▸ **Assignment**: The line containing "up. Always fatal." marks the end: quote every line from the start of the records below through it, word for word.

▸ **Dataset extract**:
────────

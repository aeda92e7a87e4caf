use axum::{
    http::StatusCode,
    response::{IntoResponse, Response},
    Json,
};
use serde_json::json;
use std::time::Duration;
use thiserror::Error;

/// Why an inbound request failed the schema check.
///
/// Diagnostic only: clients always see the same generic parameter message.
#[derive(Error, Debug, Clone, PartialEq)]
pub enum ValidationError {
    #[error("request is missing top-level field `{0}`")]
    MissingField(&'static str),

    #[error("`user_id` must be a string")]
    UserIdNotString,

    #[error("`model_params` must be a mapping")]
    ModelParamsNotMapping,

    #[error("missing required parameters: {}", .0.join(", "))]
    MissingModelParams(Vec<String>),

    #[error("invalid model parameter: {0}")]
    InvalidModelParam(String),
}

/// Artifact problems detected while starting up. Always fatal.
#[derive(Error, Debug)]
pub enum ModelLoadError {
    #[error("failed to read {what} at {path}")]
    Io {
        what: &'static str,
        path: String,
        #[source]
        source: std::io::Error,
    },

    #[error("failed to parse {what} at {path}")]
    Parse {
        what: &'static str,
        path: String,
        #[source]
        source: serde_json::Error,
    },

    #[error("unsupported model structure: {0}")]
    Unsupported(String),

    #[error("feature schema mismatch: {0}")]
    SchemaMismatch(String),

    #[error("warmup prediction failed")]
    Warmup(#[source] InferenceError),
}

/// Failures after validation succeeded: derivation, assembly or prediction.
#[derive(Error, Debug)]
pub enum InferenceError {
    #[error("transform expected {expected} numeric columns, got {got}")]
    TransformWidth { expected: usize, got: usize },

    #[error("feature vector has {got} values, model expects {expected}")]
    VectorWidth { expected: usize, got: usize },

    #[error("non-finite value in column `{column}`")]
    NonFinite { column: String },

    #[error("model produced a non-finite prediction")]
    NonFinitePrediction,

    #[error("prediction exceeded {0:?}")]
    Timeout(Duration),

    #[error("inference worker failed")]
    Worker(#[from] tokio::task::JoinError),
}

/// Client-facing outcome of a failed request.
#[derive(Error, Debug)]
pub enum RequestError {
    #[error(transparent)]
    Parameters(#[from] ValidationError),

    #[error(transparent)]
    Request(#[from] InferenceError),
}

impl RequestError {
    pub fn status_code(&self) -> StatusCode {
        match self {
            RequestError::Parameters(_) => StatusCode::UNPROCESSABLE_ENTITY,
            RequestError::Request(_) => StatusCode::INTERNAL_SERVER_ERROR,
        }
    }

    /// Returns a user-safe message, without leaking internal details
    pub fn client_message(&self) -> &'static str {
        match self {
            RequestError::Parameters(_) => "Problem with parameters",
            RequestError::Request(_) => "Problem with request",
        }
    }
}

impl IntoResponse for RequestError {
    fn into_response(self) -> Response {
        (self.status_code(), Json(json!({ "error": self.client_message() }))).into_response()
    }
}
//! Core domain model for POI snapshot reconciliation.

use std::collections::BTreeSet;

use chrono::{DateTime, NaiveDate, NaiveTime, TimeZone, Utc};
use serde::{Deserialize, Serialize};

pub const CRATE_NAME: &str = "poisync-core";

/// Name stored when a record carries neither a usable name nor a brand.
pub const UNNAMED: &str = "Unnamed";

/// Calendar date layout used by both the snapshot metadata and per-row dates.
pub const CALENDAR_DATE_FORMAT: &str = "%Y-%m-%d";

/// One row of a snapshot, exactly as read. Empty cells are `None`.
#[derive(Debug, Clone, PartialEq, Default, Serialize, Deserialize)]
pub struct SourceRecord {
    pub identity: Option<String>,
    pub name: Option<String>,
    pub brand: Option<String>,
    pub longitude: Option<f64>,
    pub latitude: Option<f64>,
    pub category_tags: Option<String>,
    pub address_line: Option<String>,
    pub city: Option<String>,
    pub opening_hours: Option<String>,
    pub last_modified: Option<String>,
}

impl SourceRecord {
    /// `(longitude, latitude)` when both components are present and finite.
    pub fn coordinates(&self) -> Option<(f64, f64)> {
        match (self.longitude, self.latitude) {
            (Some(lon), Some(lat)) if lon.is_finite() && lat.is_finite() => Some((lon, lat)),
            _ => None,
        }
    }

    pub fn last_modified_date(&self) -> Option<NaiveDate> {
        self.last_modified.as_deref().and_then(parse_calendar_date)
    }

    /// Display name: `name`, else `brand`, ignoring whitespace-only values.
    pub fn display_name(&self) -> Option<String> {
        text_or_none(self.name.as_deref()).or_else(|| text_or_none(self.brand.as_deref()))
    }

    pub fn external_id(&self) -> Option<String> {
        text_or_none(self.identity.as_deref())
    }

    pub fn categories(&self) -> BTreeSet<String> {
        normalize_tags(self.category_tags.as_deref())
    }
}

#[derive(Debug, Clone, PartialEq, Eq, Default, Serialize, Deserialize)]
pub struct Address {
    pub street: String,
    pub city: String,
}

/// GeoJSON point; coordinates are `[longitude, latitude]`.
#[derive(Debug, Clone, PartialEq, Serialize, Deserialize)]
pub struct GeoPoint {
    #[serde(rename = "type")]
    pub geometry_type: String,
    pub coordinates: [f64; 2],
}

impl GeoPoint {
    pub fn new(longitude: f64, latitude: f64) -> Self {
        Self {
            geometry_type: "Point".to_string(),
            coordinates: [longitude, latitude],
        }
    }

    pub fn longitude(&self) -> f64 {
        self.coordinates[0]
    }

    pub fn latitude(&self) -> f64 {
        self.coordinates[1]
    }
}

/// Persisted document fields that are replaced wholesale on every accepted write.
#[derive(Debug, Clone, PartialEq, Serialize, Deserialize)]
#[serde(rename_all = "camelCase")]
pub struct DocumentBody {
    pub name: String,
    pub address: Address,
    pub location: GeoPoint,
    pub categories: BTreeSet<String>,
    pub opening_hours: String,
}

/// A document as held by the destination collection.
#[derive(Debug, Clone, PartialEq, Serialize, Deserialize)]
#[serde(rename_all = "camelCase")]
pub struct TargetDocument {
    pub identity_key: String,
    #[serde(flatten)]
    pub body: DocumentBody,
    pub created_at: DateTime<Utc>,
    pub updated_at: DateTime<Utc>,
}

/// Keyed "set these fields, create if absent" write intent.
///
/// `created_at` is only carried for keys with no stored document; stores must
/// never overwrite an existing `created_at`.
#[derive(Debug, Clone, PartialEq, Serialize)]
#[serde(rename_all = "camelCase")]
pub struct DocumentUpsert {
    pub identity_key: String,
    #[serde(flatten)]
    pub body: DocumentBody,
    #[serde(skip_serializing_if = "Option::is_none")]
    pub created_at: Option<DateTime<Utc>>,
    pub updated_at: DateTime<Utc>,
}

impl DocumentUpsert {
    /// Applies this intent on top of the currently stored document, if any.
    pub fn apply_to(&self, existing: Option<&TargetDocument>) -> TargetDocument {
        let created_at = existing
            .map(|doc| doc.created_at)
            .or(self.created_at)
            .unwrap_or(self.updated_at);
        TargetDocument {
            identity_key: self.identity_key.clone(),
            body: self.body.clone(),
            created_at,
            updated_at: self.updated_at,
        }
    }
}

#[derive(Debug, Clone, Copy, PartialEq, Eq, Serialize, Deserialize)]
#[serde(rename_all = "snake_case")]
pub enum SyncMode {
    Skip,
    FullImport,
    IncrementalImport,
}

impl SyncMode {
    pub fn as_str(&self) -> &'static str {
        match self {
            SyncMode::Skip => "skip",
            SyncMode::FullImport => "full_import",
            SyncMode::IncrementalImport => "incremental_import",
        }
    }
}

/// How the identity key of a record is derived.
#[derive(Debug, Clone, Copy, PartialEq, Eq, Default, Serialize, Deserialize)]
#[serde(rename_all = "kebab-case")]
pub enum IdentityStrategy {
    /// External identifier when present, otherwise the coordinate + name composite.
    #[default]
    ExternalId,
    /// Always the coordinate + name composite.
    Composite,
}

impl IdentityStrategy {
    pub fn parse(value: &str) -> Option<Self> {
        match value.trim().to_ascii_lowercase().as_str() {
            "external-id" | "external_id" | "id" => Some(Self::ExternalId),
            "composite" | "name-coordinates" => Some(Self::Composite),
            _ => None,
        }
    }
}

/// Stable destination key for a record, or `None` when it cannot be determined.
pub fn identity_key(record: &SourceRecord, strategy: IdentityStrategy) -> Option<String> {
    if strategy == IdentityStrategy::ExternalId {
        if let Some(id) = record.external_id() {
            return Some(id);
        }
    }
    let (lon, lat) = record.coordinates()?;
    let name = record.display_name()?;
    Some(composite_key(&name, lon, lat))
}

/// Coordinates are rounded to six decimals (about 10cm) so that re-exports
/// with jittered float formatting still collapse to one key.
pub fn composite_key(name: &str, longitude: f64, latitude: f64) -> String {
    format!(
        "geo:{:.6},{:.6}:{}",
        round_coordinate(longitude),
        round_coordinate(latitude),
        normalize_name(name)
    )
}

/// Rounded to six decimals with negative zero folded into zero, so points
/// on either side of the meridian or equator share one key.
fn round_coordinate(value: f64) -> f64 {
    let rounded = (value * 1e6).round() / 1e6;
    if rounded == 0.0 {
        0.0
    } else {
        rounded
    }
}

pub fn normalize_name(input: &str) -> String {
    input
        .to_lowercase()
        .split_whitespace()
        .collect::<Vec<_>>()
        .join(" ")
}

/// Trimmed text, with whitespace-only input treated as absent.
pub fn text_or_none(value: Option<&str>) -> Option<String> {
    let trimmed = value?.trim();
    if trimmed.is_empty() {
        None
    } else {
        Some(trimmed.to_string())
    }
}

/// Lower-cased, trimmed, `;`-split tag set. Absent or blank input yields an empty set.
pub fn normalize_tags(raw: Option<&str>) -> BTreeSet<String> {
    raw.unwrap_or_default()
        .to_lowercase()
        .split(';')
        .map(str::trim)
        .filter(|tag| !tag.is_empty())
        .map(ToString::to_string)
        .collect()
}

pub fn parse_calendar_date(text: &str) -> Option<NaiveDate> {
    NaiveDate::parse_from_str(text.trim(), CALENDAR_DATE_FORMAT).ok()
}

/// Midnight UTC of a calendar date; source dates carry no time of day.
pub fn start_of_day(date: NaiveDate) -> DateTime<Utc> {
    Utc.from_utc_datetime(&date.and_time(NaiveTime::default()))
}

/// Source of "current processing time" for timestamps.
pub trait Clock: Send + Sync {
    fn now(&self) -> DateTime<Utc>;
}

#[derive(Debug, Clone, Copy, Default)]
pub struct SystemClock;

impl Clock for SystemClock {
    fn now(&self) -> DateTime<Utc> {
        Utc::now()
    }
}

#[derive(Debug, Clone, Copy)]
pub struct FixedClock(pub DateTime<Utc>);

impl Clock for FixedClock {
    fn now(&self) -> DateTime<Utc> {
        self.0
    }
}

────────

▸ **Written solution**:
repository aeda92e7a87e4caf
use axum::{
    http::StatusCode,
    response::{IntoResponse, Response},
    Json,
};
use serde_json::json;
use std::time::Duration;
use thiserror::Error;

/// Why an inbound request failed the schema check.
///
/// Diagnostic only: clients always see the same generic parameter message.
#[derive(Error, Debug, Clone, PartialEq)]
pub enum ValidationError {
    #[error("request is missing top-level field `{0}`")]
    MissingField(&'static str),

    #[error("`user_id` must be a string")]
    UserIdNotString,

    #[error("`model_params` must be a mapping")]
    ModelParamsNotMapping,

    #[error("missing required parameters: {}", .0.join(", "))]
    MissingModelParams(Vec<String>),

    #[error("invalid model parameter: {0}")]
    InvalidModelParam(String),
}

/// Artifact problems detected while starting up. Always fatal.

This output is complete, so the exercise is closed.